What you have to do:
Scan the records for the string "StatusCode". State how many lines contain it and add nothing.

Stored dataset items:
>>>>

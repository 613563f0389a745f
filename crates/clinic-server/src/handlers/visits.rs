//! Visit and X-ray routes.
//!
//! Visit writes are `multipart/form-data`: one `visit` part holding the
//! JSON form and any number of `xray` file parts.

use axum::body::Body;
use axum::extract::{Multipart, State};
use axum::http::header::{CONTENT_DISPOSITION, CONTENT_TYPE};
use axum::http::StatusCode;
use axum::response::Response;
use axum::Json;
use clinic_core::models::{NewVisit, Visit, VisitUpdate};
use clinic_core::Upload;
use serde::de::DeserializeOwned;

use crate::error::ApiError;
use crate::extract::{AppPath, CurrentDoctor};
use crate::{AppState, MAX_XRAYS_PER_REQUEST};

const VISIT_PART: &str = "visit";
const XRAY_PART: &str = "xray";

/// Split a visit form into its JSON payload and X-ray uploads.
async fn read_visit_form<T: DeserializeOwned>(
    mut multipart: Multipart,
) -> Result<(T, Vec<Upload>), ApiError> {
    let mut form = None;
    let mut uploads = Vec::new();

    while let Some(field) = multipart.next_field().await? {
        let name = field.name().unwrap_or_default().to_string();
        match name.as_str() {
            VISIT_PART => {
                let bytes = field.bytes().await?;
                let parsed = serde_json::from_slice(&bytes)
                    .map_err(|e| ApiError::BadRequest(format!("invalid visit form: {}", e)))?;
                form = Some(parsed);
            }
            XRAY_PART => {
                let file_name = field.file_name().unwrap_or_default().to_string();
                let bytes = field.bytes().await?;
                // Browsers send an empty part when no file was chosen.
                if file_name.is_empty() && bytes.is_empty() {
                    continue;
                }
                if uploads.len() == MAX_XRAYS_PER_REQUEST {
                    return Err(ApiError::BadRequest(format!(
                        "at most {} X-rays per request",
                        MAX_XRAYS_PER_REQUEST
                    )));
                }
                uploads.push(Upload::new(file_name, bytes.to_vec()));
            }
            _ => {}
        }
    }

    let form = form.ok_or_else(|| ApiError::BadRequest("missing visit part".into()))?;
    Ok((form, uploads))
}

/// `GET /api/patients/:local_id/visits`
pub async fn list(
    State(state): State<AppState>,
    doctor: CurrentDoctor,
    AppPath(local_id): AppPath<i64>,
) -> Result<Json<Vec<Visit>>, ApiError> {
    let visits = state
        .run(move |core| core.list_visits(doctor.id, local_id))
        .await?;
    Ok(Json(visits))
}

/// `POST /api/patients/:local_id/visits`
pub async fn record(
    State(state): State<AppState>,
    doctor: CurrentDoctor,
    AppPath(local_id): AppPath<i64>,
    multipart: Multipart,
) -> Result<(StatusCode, Json<Visit>), ApiError> {
    let (input, uploads) = read_visit_form::<NewVisit>(multipart).await?;
    let visit = state
        .run(move |core| core.record_visit(doctor.id, local_id, &input, &uploads))
        .await?;
    Ok((StatusCode::CREATED, Json(visit)))
}

/// `GET /api/visits/:id`
pub async fn get(
    State(state): State<AppState>,
    doctor: CurrentDoctor,
    AppPath(visit_id): AppPath<i64>,
) -> Result<Json<Visit>, ApiError> {
    let visit = state
        .run(move |core| core.get_visit(doctor.id, visit_id))
        .await?;
    Ok(Json(visit))
}

/// `PUT /api/visits/:id`
pub async fn update(
    State(state): State<AppState>,
    doctor: CurrentDoctor,
    AppPath(visit_id): AppPath<i64>,
    multipart: Multipart,
) -> Result<Json<Visit>, ApiError> {
    let (update, uploads) = read_visit_form::<VisitUpdate>(multipart).await?;
    let visit = state
        .run(move |core| core.update_visit(doctor.id, visit_id, &update, &uploads))
        .await?;
    Ok(Json(visit))
}

/// `DELETE /api/visits/:id`
pub async fn delete(
    State(state): State<AppState>,
    doctor: CurrentDoctor,
    AppPath(visit_id): AppPath<i64>,
) -> Result<StatusCode, ApiError> {
    state
        .run(move |core| core.delete_visit(doctor.id, visit_id))
        .await?;
    Ok(StatusCode::NO_CONTENT)
}

/// `GET /api/xrays/:id`: the image bytes.
pub async fn download_xray(
    State(state): State<AppState>,
    doctor: CurrentDoctor,
    AppPath(xray_id): AppPath<i64>,
) -> Result<Response, ApiError> {
    let (xray, bytes) = state
        .run(move |core| core.get_xray(doctor.id, xray_id))
        .await?;

    let display_name: String = xray
        .original_name
        .chars()
        .map(|c| match c {
            '"' | '\\' => '_',
            c if c == ' ' || c.is_ascii_graphic() => c,
            _ => '_',
        })
        .collect();
    let disposition = format!("inline; filename=\"{}\"", display_name);
    Response::builder()
        .header(CONTENT_TYPE, xray.content_type)
        .header(CONTENT_DISPOSITION, disposition)
        .body(Body::from(bytes))
        .map_err(|e| ApiError::Internal(format!("building X-ray response: {}", e)))
}

/// `DELETE /api/xrays/:id`
pub async fn delete_xray(
    State(state): State<AppState>,
    doctor: CurrentDoctor,
    AppPath(xray_id): AppPath<i64>,
) -> Result<StatusCode, ApiError> {
    state
        .run(move |core| core.delete_xray(doctor.id, xray_id))
        .await?;
    Ok(StatusCode::NO_CONTENT)
}
impl XrayStore {
    pub fn new(config: &ClinicConfig) -> Self {
        Self {
            root: config.upload_root.clone(),
            max_bytes: config.max_upload_bytes,
            allowed_extensions: config
                .allowed_extensions
                .iter()
                .map(|e| e.to_ascii_lowercase())
                .collect(),
        }
    }

    pub fn root(&self) -> &Path {
        &self.root
    }

    /// The upload root as a boundary, created on first use.
    fn boundary(&self) -> Result<PathBoundary<XrayFiles>, StorageError> {
        PathBoundary::try_new_create(&self.root).map_err(StorageError::Root)
    }

    /// Check an upload without touching the disk; returns its content type.
    pub fn validate(&self, upload: &Upload) -> Result<&'static str, StorageError> {
        let name = sanitize_filename(&upload.file_name);
        let extension = split_extension(&name)
            .1
            .map(str::to_ascii_lowercase)
            .unwrap_or_default();

        if !self.allowed_extensions.iter().any(|e| *e == extension) {
            return Err(StorageError::UnsupportedType(upload.file_name.clone()));
        }
        if upload.bytes.is_empty() {
            return Err(StorageError::Empty(upload.file_name.clone()));
        }
        let size = upload.bytes.len() as u64;
        if size > self.max_bytes {
            return Err(StorageError::TooLarge {
                size,
                limit: self.max_bytes,
            });
        }

        let detected = detect_image_type(&upload.bytes);
        match (detected, expected_type(&extension)) {
            (Some(found), Some(expected)) if found == expected => Ok(found),
            _ => Err(StorageError::ContentMismatch(upload.file_name.clone())),
        }
    }

    /// Validate every upload, then write them all. On failure, files
    /// already written by this call are removed.
    pub fn store_all(&self, doctor: DoctorId, uploads: &[Upload]) -> Result<Vec<StoredFile>, StorageError> {
        let content_types = uploads
            .iter()
            .map(|u| self.validate(u))
            .collect::<Result<Vec<_>, _>>()?;

        let mut stored = Vec::with_capacity(uploads.len());
        for (upload, content_type) in uploads.iter().zip(content_types) {
            match self.write_unique(doctor, upload, content_type) {
                Ok(file) => stored.push(file),
                Err(e) => {
                    self.discard(&stored);
                    return Err(e);
                }
            }
        }
        Ok(stored)
    }

    /// Validate and write a single upload.
    pub fn store(&self, doctor: DoctorId, upload: &Upload) -> Result<StoredFile, StorageError> {
        let content_type = self.validate(upload)?;
        self.write_unique(doctor, upload, content_type)
    }

    fn write_unique(
        &self,
        doctor: DoctorId,
        upload: &Upload,
        content_type: &str,
    ) -> Result<StoredFile, StorageError> {
        let dir_name = format!("doctor_{}", doctor);
        let dir = self
            .boundary()?
            .strict_join(&dir_name)
            .map_err(|_| StorageError::InvalidPath(dir_name.clone()))?;
        dir.create_dir_all()?;

        let name = sanitize_filename(&upload.file_name);
        let (stem, ext) = split_extension(&name);

        for attempt in 0..MAX_SUFFIX_ATTEMPTS {
            let candidate = candidate_name(stem, ext, attempt);
            let path = dir
                .strict_join(&candidate)
                .map_err(|_| StorageError::InvalidPath(format!("{}/{}", dir_name, candidate)))?;
            let mut file = match OpenOptions::new()
                .write(true)
                .create_new(true)
                .open(path.interop_path())
            {
                Ok(file) => file,
                Err(e) if e.kind() == io::ErrorKind::AlreadyExists => continue,
                Err(e) => return Err(e.into()),
            };

            if let Err(e) = file.write_all(&upload.bytes).and_then(|_| file.sync_all()) {
                drop(file);
                let _ = path.remove_file();
                return Err(e.into());
            }

            debug!(stored = %candidate, doctor = %doctor, "Stored x-ray file");
            return Ok(StoredFile {
                original_name: upload.file_name.clone(),
                stored_path: format!("{}/{}", dir_name, candidate),
                content_type: content_type.to_string(),
                size_bytes: upload.bytes.len() as u64,
                sha256: hex::encode(Sha256::digest(&upload.bytes)),
            });
        }

        Err(StorageError::NameExhausted(name))
    }

    /// Resolve a stored relative path, refusing anything that could leave
    /// the upload root.
    fn resolve(&self, stored_path: &str) -> Result<StrictPath<XrayFiles>, StorageError> {
        let invalid = || StorageError::InvalidPath(stored_path.to_string());
        if stored_path.is_empty() || Path::new(stored_path).is_absolute() {
            return Err(invalid());
        }
        self.boundary()?.strict_join(stored_path).map_err(|_| invalid())
    }

    pub fn read(&self, stored_path: &str) -> Result<Vec<u8>, StorageError> {
        Ok(self.resolve(stored_path)?.read()?)
    }

    pub fn exists(&self, stored_path: &str) -> bool {
        self.resolve(stored_path).map(|p| p.is_file()).unwrap_or(false)
    }

    /// Remove one file; a file that is already gone is not an error.
    pub fn remove(&self, stored_path: &str) -> Result<(), StorageError> {
        match self.resolve(stored_path)?.remove_file() {
            Ok(()) => Ok(()),
            Err(e) if e.kind() == io::ErrorKind::NotFound => Ok(()),
            Err(e) => Err(e.into()),
        }
    }

    /// Best-effort removal after the owning rows are gone; failures are
    /// logged and otherwise ignored.
    pub fn remove_paths<'a, I>(&self, paths: I)
    where
        I: IntoIterator<Item = &'a str>,
    {
        for path in paths {
            if let Err(e) = self.remove(path) {
                warn!(stored = %path, error = %e, "Failed to remove x-ray file");
            }
        }
    }

    /// Remove files written by [`store_all`](Self::store_all) whose rows
    /// could not be recorded.
    pub fn discard(&self, files: &[StoredFile]) {
        self.remove_paths(files.iter().map(|f| f.stored_path.as_str()));
    }
}
#[cfg(test)]
mod tests {
    use super::*;

    fn setup() -> Database {
        Database::open_in_memory().unwrap()
    }

    fn new_doctor(username: &str, password: &str) -> NewDoctor {
        NewDoctor {
            username: username.into(),
            password: password.into(),
            full_name: "Gregory House".into(),
            phone: None,
        }
    }

    #[test]
    fn test_hash_never_contains_plaintext() {
        let hash = hash_password("secret-pass").unwrap();
        assert!(hash.starts_with("$argon2id$"));
        assert!(!hash.contains("secret-pass"));
        assert!(verify_password("secret-pass", &hash));
        assert!(!verify_password("secret-pasS", &hash));
        assert!(!verify_password("secret-pass", "not a hash"));
    }

    #[test]
    fn test_register_and_login() {
        let db = setup();
        let accounts = Accounts::new(&db, Duration::hours(12));

        let doctor = accounts.register(&new_doctor(" House ", "secret1")).unwrap();
        assert_eq!(doctor.username, "house");

        let session = accounts.authenticate("HOUSE", "secret1").unwrap();
        assert_eq!(session.doctor_id, doctor.id);
        assert_eq!(session.token.len(), TOKEN_BYTES * 2);
        assert_eq!(accounts.resolve_session(&session.token).unwrap(), doctor.id);

        let profile = accounts.get_profile(doctor.id).unwrap();
        assert!(profile.last_login.is_some());
    }

    #[test]
    fn test_duplicate_username_conflicts() {
        let db = setup();
        let accounts = Accounts::new(&db, Duration::hours(12));
        accounts.register(&new_doctor("house", "secret1")).unwrap();
        let err = accounts.register(&new_doctor("HOUSE", "other12")).unwrap_err();
        assert!(matches!(err, ClinicError::Conflict(_)));
    }

    #[test]
    fn test_short_password_rejected() {
        let db = setup();
        let accounts = Accounts::new(&db, Duration::hours(12));
        let err = accounts.register(&new_doctor("house", "12345")).unwrap_err();
        assert!(matches!(err, ClinicError::Validation { ref field, .. } if field == "password"));
    }

    #[test]
    fn test_wrong_password_same_error_as_unknown_user() {
        let db = setup();
        let accounts = Accounts::new(&db, Duration::hours(12));
        accounts.register(&new_doctor("house", "secret1")).unwrap();

        let wrong = accounts.authenticate("house", "nope").unwrap_err();
        let unknown = accounts.authenticate("wilson", "secret1").unwrap_err();
        assert_eq!(wrong.to_string(), unknown.to_string());
        assert!(matches!(wrong, ClinicError::Authentication(_)));
    }

    #[test]
    fn test_disabled_account_cannot_login() {
        let db = setup();
        let accounts = Accounts::new(&db, Duration::hours(12));
        let doctor = accounts.register(&new_doctor("house", "secret1")).unwrap();
        db.set_doctor_active(doctor.id, false).unwrap();

        let err = accounts.authenticate("house", "secret1").unwrap_err();
        assert_eq!(err.to_string(), accounts.authenticate("x", "y").unwrap_err().to_string());
    }

    #[test]
    fn test_expired_session_rejected_and_removed() {
        let db = setup();
        let accounts = Accounts::new(&db, Duration::seconds(-1));
        accounts.register(&new_doctor("house", "secret1")).unwrap();
        let session = accounts.authenticate("house", "secret1").unwrap();

        assert!(matches!(
            accounts.resolve_session(&session.token),
            Err(ClinicError::Authentication(_))
        ));
        assert!(db.get_session(&token_hash(&session.token)).unwrap().is_none());
    }

    #[test]
    fn test_logout_is_idempotent() {
        let db = setup();
        let accounts = Accounts::new(&db, Duration::hours(1));
        accounts.register(&new_doctor("house", "secret1")).unwrap();
        let session = accounts.authenticate("house", "secret1").unwrap();

        accounts.logout(&session.token).unwrap();
        accounts.logout(&session.token).unwrap();
        assert!(accounts.resolve_session(&session.token).is_err());
    }

    #[test]
    fn test_change_password_revokes_other_sessions() {
        let db = setup();
        let accounts = Accounts::new(&db, Duration::hours(1));
        let doctor = accounts.register(&new_doctor("house", "secret1")).unwrap();
        let current = accounts.authenticate("house", "secret1").unwrap();
        let other = accounts.authenticate("house", "secret1").unwrap();

        let err = accounts
            .change_password(doctor.id, "wrong", "newsecret", Some(&current.token))
            .unwrap_err();
        assert!(matches!(err, ClinicError::Validation { .. }));

        accounts
            .change_password(doctor.id, "secret1", "newsecret", Some(&current.token))
            .unwrap();

        assert!(accounts.resolve_session(&current.token).is_ok());
        assert!(accounts.resolve_session(&other.token).is_err());
        assert!(accounts.authenticate("house", "secret1").is_err());
        assert!(accounts.authenticate("house", "newsecret").is_ok());
    }

    #[test]
    fn test_unknown_user_is_verified_against_a_real_hash() {
        assert!(dummy_hash().starts_with("$argon2id$"));
        assert!(PasswordHash::new(dummy_hash()).is_ok());
        assert!(!verify_password("no such account", "$argon2id$fake"));

        let err = check_login(None, "whatever").unwrap_err();
        assert_eq!(err.to_string(), invalid_credentials().to_string());
    }

    #[test]
    fn test_login_phases_refuse_account_disabled_midway() {
        let db = setup();
        let accounts = Accounts::new(&db, Duration::hours(1));
        let doctor = accounts.register(&new_doctor("house", "secret1")).unwrap();

        let creds = accounts.find_login(" HOUSE ").unwrap();
        assert_eq!(check_login(creds.as_ref(), "secret1").unwrap(), doctor.id);

        db.set_doctor_active(doctor.id, false).unwrap();
        let err = accounts.open_session(doctor.id).unwrap_err();
        assert!(matches!(err, ClinicError::Authentication(_)));
        assert!(matches!(accounts.open_session(DoctorId(999)), Err(ClinicError::Authentication(_))));
    }

    #[test]
    fn test_stale_password_change_conflicts() {
        let db = setup();
        let accounts = Accounts::new(&db, Duration::hours(1));
        let doctor = accounts.register(&new_doctor("house", "secret1")).unwrap();

        let stored = accounts.password_hash(doctor.id).unwrap();
        let first = PasswordChange::prepare(doctor.id, stored.clone(), "secret1", "first-new").unwrap();
        let second = PasswordChange::prepare(doctor.id, stored, "secret1", "second-new").unwrap();

        accounts.apply_password_change(&first, None).unwrap();
        let err = accounts.apply_password_change(&second, None).unwrap_err();
        assert!(matches!(err, ClinicError::Conflict(_)));
        assert!(accounts.authenticate("house", "first-new").is_ok());
        assert!(accounts.authenticate("house", "second-new").is_err());
    }

    #[test]
    fn test_prepared_account_is_hashed_before_insert() {
        let db = setup();
        let accounts = Accounts::new(&db, Duration::hours(1));

        let account = NewAccount::prepare(&new_doctor(" House ", "secret1")).unwrap();
        assert!(account.password_hash.starts_with("$argon2id$"));
        assert!(matches!(
            NewAccount::prepare(&new_doctor("house", "123")),
            Err(ClinicError::Validation { .. })
        ));

        let doctor = accounts.create_account(&account).unwrap();
        assert_eq!(doctor.username, "house");
        assert!(matches!(accounts.create_account(&account), Err(ClinicError::Conflict(_))));
        assert!(accounts.authenticate("house", "secret1").is_ok());
    }

    #[test]
    fn test_update_profile() {
        let db = setup();
        let accounts = Accounts::new(&db, Duration::hours(1));
        let doctor = accounts.register(&new_doctor("house", "secret1")).unwrap();

        let updated = accounts
            .update_profile(
                doctor.id,
                &ProfileUpdate {
                    full_name: " James Wilson ".into(),
                    phone: Some(" ".into()),
                },
            )
            .unwrap();
        assert_eq!(updated.full_name, "James Wilson");
        assert_eq!(updated.phone, None);
        assert!(matches!(
            accounts.get_profile(DoctorId(999)),
            Err(ClinicError::NotFound(_))
        ));
    }
}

<<<<

Written response:
7